§ **THE INPUT**
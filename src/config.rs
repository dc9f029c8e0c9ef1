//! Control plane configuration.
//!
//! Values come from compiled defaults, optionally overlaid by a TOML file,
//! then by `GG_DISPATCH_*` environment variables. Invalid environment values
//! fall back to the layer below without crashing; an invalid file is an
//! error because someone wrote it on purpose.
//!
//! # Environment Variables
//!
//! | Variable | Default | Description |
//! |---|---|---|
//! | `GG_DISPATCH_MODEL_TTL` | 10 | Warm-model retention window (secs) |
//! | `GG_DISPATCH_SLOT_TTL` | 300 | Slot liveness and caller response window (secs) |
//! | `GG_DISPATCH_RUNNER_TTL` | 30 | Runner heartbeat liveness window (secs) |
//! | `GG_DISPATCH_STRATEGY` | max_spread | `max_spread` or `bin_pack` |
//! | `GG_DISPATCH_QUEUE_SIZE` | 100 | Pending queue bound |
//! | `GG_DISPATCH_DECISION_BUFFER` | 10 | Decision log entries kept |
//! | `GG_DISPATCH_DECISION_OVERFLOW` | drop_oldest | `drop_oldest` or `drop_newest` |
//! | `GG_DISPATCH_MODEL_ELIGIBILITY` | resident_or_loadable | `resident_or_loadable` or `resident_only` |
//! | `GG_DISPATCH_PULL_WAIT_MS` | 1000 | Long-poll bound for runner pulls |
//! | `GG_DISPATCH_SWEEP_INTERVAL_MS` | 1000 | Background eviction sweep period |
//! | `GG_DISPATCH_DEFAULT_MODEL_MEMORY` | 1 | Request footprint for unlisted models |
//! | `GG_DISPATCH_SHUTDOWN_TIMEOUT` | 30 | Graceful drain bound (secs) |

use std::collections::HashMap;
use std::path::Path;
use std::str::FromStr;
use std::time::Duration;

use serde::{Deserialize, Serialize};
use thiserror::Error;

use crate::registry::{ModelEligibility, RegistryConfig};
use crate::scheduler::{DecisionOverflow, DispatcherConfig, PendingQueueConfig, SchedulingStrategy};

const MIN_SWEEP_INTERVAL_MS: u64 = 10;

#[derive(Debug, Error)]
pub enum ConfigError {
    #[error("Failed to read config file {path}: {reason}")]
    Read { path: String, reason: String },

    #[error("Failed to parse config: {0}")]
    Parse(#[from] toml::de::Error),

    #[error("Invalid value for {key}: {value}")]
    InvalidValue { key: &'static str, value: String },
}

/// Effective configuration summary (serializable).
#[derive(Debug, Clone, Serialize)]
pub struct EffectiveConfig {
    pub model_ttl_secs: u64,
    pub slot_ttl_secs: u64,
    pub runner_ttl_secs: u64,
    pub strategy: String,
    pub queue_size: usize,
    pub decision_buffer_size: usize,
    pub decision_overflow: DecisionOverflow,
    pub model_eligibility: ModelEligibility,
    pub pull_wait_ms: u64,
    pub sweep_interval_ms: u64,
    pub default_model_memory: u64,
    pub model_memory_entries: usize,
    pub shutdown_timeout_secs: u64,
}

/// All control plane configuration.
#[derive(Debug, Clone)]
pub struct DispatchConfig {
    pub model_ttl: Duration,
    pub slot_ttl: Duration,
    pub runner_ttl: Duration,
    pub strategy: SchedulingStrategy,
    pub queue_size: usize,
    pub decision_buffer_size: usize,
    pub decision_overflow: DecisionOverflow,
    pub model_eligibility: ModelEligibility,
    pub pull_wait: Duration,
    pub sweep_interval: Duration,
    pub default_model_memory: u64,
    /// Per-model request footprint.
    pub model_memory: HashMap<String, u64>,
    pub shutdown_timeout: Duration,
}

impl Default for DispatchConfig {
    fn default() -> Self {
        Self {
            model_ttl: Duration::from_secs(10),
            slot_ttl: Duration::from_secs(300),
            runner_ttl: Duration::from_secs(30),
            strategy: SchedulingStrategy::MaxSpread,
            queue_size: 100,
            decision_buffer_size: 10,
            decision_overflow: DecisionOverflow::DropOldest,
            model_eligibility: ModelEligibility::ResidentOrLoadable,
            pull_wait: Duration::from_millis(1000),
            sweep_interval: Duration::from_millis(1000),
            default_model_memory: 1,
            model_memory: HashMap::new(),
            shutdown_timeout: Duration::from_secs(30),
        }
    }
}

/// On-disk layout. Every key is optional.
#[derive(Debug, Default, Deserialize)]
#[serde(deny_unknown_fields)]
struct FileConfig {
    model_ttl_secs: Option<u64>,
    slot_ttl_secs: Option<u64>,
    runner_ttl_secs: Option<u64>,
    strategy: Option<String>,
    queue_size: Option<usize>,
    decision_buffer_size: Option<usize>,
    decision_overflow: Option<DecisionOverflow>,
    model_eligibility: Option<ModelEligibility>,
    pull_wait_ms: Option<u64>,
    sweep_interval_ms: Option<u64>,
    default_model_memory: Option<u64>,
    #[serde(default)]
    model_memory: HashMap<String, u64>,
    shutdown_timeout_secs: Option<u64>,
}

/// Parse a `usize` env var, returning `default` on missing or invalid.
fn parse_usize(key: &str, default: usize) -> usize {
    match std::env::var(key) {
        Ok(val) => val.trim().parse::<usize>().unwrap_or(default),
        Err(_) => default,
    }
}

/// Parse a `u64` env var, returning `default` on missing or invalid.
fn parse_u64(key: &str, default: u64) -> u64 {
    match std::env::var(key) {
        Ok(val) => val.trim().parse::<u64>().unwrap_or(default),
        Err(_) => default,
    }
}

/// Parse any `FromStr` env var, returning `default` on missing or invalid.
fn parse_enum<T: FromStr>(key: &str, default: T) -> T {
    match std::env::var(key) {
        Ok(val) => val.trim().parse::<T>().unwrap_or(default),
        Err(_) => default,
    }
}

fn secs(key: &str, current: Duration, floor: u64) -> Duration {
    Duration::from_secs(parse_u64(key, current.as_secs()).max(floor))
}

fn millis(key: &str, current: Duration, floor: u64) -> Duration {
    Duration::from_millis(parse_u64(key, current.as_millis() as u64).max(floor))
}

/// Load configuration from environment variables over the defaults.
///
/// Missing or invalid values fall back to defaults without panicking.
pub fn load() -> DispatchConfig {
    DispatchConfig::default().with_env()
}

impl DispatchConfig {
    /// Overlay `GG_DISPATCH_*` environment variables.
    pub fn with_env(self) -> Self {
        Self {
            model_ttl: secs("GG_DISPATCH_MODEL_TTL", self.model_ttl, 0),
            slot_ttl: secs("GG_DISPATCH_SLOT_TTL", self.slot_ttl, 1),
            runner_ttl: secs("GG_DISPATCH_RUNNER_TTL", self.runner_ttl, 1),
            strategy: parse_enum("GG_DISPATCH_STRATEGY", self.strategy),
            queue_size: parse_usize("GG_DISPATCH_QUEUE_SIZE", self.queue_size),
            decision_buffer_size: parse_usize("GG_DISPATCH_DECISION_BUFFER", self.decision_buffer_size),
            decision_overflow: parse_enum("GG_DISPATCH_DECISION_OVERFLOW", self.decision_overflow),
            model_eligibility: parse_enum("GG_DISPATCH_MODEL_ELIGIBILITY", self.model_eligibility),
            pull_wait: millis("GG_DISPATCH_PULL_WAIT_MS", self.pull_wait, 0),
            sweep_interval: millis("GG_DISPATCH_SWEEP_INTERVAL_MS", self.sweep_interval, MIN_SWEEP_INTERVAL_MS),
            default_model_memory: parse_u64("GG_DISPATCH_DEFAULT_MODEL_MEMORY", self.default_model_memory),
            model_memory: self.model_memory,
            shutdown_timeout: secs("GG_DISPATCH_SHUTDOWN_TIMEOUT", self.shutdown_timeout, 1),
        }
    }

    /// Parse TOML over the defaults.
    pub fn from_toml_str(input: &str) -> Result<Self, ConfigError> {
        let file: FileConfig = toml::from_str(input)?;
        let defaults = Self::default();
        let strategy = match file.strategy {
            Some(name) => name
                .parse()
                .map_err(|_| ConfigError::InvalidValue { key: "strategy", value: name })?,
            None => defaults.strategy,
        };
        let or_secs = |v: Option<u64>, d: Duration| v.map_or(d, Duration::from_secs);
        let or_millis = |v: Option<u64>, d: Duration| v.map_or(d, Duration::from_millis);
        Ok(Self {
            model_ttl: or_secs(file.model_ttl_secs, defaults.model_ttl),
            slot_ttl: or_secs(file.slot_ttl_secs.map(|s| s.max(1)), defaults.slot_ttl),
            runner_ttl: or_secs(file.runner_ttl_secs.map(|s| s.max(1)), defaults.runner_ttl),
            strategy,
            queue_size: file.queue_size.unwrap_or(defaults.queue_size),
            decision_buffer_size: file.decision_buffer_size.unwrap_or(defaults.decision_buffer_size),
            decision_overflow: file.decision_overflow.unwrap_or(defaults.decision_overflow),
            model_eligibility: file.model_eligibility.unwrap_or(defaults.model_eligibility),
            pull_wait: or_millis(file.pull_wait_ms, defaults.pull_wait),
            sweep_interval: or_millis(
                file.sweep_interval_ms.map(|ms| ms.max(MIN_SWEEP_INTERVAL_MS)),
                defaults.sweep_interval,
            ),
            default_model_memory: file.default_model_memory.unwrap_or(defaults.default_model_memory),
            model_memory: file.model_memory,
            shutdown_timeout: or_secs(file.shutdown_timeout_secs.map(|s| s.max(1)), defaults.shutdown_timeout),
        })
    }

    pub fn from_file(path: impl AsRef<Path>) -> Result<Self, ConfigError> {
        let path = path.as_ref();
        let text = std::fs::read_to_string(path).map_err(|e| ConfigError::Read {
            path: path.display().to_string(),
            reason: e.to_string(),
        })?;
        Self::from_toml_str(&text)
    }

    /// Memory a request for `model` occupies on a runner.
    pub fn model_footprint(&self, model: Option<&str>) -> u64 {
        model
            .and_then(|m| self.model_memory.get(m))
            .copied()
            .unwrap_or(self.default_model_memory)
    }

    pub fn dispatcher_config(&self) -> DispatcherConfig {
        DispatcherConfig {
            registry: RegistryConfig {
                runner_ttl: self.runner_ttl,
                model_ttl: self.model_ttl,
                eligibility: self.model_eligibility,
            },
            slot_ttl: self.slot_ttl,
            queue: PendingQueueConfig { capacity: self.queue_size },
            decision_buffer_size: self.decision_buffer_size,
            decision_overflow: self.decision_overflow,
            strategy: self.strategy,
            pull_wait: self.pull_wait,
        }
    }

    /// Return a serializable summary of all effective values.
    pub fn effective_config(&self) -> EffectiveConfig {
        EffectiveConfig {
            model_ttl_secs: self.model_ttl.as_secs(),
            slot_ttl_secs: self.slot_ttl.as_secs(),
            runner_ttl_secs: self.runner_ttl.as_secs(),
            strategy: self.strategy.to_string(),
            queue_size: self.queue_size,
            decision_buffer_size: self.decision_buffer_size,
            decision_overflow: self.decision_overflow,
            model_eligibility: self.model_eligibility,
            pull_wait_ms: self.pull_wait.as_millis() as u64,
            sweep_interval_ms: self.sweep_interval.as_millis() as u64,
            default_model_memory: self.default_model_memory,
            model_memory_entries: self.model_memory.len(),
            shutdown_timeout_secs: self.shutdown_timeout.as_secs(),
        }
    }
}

§ **WORK ORDER**
All lines from the first line of the listing above through the line containing "response window (secs) |" are to be retyped exactly. Leave out any other line.

§ **OUTPUT**
filename src/config.rs
repository dc9f029c8e0c9ef1
//! Control plane configuration.
//!
//! Values come from compiled defaults, optionally overlaid by a TOML file,
//! then by `GG_DISPATCH_*` environment variables. Invalid environment values
//! fall back to the layer below without crashing; an invalid file is an
//! error because someone wrote it on purpose.
//!
//! # Environment Variables
//!
//! | Variable | Default | Description |
//! |---|---|---|
//! | `GG_DISPATCH_MODEL_TTL` | 10 | Warm-model retention window (secs) |
//! | `GG_DISPATCH_SLOT_TTL` | 300 | Slot liveness and caller response window (secs) |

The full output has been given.